1. DISEASE CHARACTERISTICS

1.1 Name of the disease (synonyms)

McArdle disease (glycogenosis type V; glycogen storage disease V (GSDV); PYGM deficiency; muscle glycogen phosphorylase deficiency; myophosphorylase deficiency).

1.2 OMIM# of the disease

#232600.

1.3 Name of the analysed genes or DNA/chromosome segments

Muscle glycogen phosphoryalse (PYGM).

1.4 OMIM# of the gene(s)

#608455.

1.5 Mutational spectrum

McArdle disease is the most common disorder of skeletal muscle carbohydrate metabolism. It is exclusively caused by recessive variants in the PYGM gene, which codes for the skeletal muscle glycogen phosphorylase (myophosphorylase) enzyme [1, 2]. The myophosphorylase enzyme is the first enzyme in the process to breakdown glycogen stores in skeletal muscle.

Around 150 different disease-causing variants in PYGM have been reported with approximately half being missense variants, ~18% deletions, ~13% nonsense variants, ~11% splice site variants and the remainder duplications or insertion/deletion variants [1, 3]. The majority of variants are located within exons and all result in severely reduced or absent myophosphorylase enzyme activity, often as a result of nonsense-mediated decay [4].

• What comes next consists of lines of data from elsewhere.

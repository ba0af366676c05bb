use serde::{Deserialize, Serialize};

#[derive(Debug, Clone, Default, PartialEq, Serialize, Deserialize)]
pub struct ImportSummary {
    pub log_id: Option<i64>,
    pub log_name: Option<String>,
    pub traces: u64,
    pub events: u64,
    pub attribute_definitions: u64,
    pub extensions: u64,
    pub classifiers: u64,
    pub global_declarations: u64,
    pub batches_flushed: u64,
    pub elapsed_ms: u64,
}

#[derive(Debug, Clone, Default, PartialEq, Serialize, Deserialize)]
pub struct EventsPerTrace {
    pub avg: f64,
    pub min: i64,
    pub max: i64,
}

#[derive(Debug, Clone, PartialEq, Eq, Serialize, Deserialize)]
pub struct AttributeUsage {
    pub key: String,
    pub count: u64,
}

#[derive(Debug, Clone, Default, PartialEq, Serialize, Deserialize)]
pub struct StoreStats {
    pub db_path: String,
    pub logs_count: usize,
    pub traces_count: usize,
    pub events_count: usize,
    pub attributes_count: usize,
    pub extensions_count: usize,
    pub classifiers_count: usize,
    pub events_per_trace: Option<EventsPerTrace>,
    pub top_event_attributes: Vec<AttributeUsage>,
}
use crate::error::Result;
use crate::model::{AttributeMap, Classifier, Extension, GlobalAttributes, XesTrace};

/// Receiver of structural units, called by the parser in document order.
///
/// `on_log_start` comes first and `on_log_end` last, each exactly once.
/// `on_log_attributes` and `on_global_attributes` are deferred until the whole
/// document has been read, and are skipped when there is nothing to report.
/// An error returned from any callback aborts the parse.
pub trait LogHandler {
    fn on_log_start(&mut self, name: &str) -> Result<()>;

    fn on_extension(&mut self, extension: Extension) -> Result<()>;

    fn on_classifier(&mut self, classifier: Classifier) -> Result<()>;

    fn on_log_attributes(&mut self, _attributes: AttributeMap) -> Result<()> {
        Ok(())
    }

    fn on_global_attributes(&mut self, globals: GlobalAttributes) -> Result<()>;

    fn on_trace(&mut self, trace: XesTrace) -> Result<()>;

    fn on_log_end(&mut self) -> Result<()>;
}

impl<H: LogHandler + ?Sized> LogHandler for &mut H {
    fn on_log_start(&mut self, name: &str) -> Result<()> {
        (**self).on_log_start(name)
    }

    fn on_extension(&mut self, extension: Extension) -> Result<()> {
        (**self).on_extension(extension)
    }

    fn on_classifier(&mut self, classifier: Classifier) -> Result<()> {
        (**self).on_classifier(classifier)
    }

    fn on_log_attributes(&mut self, attributes: AttributeMap) -> Result<()> {
        (**self).on_log_attributes(attributes)
    }

    fn on_global_attributes(&mut self, globals: GlobalAttributes) -> Result<()> {
        (**self).on_global_attributes(globals)
    }

    fn on_trace(&mut self, trace: XesTrace) -> Result<()> {
        (**self).on_trace(trace)
    }

    fn on_log_end(&mut self) -> Result<()> {
        (**self).on_log_end()
    }
}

Many variants are catalogued in the Leiden Open Variation Database (LOVD) (http://databases.lovd.nl/shared/variants/PYGM).

1.6 Analytical methods

A diagnosis of McArdle disease is initially suspected based on patients self-reporting exercise intolerance, with cramps and myalgia [5]. Twenty-five per cent of patients develop fixed skeletal muscle weakness, which predominantly involves upper limbs [6, 7]. Both ischaemic [8] and non-ischaemic [9] forearm exercise tests can then be performed, where the absence of elevated pyruvate and lactate in venous blood from the contracting forearm is considered indicative of McArdle disease.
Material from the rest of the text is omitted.